[WHAT THE EXERCISE ASKS]:
After counting the lines below that hold the word "children", reply with the count and nothing else.

[Records from a data collection]:
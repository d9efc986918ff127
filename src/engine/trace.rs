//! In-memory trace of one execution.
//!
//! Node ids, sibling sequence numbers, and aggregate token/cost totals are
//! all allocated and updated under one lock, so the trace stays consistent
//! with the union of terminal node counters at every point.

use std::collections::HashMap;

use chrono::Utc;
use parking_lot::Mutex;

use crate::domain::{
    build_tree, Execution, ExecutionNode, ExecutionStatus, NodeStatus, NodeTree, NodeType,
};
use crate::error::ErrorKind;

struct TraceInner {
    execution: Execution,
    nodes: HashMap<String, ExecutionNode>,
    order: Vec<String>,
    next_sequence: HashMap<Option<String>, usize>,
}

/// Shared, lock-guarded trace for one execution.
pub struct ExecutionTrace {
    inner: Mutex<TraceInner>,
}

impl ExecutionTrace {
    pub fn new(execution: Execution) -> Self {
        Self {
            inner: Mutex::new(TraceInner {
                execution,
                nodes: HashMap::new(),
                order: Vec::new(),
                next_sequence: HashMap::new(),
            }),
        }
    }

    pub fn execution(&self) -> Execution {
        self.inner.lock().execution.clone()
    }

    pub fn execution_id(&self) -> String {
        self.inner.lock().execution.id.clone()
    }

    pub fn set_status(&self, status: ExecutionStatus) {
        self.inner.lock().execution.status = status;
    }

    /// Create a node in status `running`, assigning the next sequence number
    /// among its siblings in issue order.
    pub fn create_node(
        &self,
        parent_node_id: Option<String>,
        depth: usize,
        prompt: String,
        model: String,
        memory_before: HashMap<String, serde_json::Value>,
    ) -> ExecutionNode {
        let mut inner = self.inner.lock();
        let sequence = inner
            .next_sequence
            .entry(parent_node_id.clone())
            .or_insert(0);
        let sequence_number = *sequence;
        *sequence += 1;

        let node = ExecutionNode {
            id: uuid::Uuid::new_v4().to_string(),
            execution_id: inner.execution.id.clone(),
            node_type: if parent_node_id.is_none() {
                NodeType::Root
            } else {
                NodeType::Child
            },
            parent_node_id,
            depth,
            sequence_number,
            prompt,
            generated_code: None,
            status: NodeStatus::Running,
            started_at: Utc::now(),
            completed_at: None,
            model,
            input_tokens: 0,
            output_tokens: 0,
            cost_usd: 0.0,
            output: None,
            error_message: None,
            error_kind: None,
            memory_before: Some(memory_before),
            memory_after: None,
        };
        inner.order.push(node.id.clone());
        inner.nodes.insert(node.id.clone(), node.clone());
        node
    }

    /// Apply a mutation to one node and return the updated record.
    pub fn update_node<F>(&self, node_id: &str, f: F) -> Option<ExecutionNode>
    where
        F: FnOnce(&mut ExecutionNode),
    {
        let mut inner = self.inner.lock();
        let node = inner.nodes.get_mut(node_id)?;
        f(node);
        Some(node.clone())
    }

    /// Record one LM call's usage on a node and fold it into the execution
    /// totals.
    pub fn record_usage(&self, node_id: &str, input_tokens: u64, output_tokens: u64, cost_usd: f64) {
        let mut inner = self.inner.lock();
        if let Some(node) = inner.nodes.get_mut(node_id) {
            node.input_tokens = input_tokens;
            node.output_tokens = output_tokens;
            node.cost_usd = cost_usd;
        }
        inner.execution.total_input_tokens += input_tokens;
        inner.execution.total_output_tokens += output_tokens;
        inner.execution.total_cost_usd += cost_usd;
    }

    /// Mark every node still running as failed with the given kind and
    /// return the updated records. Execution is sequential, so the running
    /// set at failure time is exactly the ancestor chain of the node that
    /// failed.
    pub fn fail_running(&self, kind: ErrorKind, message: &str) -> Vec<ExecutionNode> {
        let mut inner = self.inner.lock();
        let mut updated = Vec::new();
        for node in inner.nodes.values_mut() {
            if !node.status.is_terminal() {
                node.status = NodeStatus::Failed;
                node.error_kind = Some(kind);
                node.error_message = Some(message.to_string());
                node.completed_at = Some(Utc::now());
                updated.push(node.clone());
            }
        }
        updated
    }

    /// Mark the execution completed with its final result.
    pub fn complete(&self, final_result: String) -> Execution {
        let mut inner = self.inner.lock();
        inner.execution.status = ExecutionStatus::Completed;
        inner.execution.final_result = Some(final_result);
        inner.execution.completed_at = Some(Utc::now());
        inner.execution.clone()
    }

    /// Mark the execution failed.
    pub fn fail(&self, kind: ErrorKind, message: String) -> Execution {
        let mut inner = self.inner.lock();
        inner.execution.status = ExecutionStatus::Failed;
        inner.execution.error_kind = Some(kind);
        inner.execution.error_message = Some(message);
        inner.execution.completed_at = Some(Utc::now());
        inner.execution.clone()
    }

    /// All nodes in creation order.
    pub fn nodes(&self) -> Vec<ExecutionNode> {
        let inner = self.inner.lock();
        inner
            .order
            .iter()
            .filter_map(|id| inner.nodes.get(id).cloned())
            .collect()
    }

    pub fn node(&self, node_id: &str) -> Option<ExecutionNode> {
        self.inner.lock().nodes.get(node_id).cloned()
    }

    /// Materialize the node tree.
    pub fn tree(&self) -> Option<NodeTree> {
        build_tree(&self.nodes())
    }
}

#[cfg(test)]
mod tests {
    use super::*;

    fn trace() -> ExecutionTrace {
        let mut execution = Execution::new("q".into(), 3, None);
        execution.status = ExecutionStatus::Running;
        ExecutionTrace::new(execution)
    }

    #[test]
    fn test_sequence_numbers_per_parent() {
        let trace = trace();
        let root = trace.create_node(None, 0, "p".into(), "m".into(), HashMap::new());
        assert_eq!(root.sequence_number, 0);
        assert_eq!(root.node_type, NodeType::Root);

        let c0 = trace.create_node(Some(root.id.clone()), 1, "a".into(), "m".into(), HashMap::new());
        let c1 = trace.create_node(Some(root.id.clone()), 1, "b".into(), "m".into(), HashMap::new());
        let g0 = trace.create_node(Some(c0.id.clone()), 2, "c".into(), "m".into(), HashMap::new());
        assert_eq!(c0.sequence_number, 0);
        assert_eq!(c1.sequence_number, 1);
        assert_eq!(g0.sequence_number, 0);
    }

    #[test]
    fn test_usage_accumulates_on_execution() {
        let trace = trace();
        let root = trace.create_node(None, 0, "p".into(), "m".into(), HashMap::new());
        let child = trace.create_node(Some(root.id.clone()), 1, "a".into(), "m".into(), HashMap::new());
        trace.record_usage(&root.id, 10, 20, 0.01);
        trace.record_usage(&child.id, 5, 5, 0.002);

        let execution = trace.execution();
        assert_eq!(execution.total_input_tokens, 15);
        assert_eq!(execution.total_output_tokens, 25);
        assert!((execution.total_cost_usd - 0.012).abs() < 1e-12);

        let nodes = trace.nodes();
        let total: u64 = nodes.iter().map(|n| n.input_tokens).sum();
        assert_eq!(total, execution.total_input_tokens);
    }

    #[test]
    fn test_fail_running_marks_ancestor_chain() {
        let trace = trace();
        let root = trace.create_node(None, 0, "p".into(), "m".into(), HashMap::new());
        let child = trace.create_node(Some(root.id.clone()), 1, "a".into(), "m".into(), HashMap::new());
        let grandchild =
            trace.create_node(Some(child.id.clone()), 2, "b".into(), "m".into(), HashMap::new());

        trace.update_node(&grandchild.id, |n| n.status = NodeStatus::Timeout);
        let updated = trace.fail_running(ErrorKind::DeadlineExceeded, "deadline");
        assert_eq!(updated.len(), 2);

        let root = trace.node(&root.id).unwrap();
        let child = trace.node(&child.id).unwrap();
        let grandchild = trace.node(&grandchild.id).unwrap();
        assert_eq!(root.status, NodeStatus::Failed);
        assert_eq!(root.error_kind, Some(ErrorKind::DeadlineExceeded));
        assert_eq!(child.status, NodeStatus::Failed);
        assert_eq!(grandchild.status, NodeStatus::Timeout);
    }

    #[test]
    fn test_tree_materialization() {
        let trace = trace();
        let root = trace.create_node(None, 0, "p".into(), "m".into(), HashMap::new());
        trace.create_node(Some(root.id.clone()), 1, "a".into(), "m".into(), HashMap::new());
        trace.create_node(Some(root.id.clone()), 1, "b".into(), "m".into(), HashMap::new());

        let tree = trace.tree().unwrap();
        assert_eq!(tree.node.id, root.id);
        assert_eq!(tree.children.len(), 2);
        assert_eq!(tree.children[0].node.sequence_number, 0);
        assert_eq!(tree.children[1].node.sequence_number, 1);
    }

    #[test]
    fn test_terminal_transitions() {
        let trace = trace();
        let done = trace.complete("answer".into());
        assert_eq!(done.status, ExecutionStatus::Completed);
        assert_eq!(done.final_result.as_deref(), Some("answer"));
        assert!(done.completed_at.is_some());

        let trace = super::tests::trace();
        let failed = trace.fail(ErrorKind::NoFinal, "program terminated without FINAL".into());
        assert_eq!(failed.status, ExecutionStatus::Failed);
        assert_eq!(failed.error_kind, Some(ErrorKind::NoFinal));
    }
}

[FINISHED TASK]:
3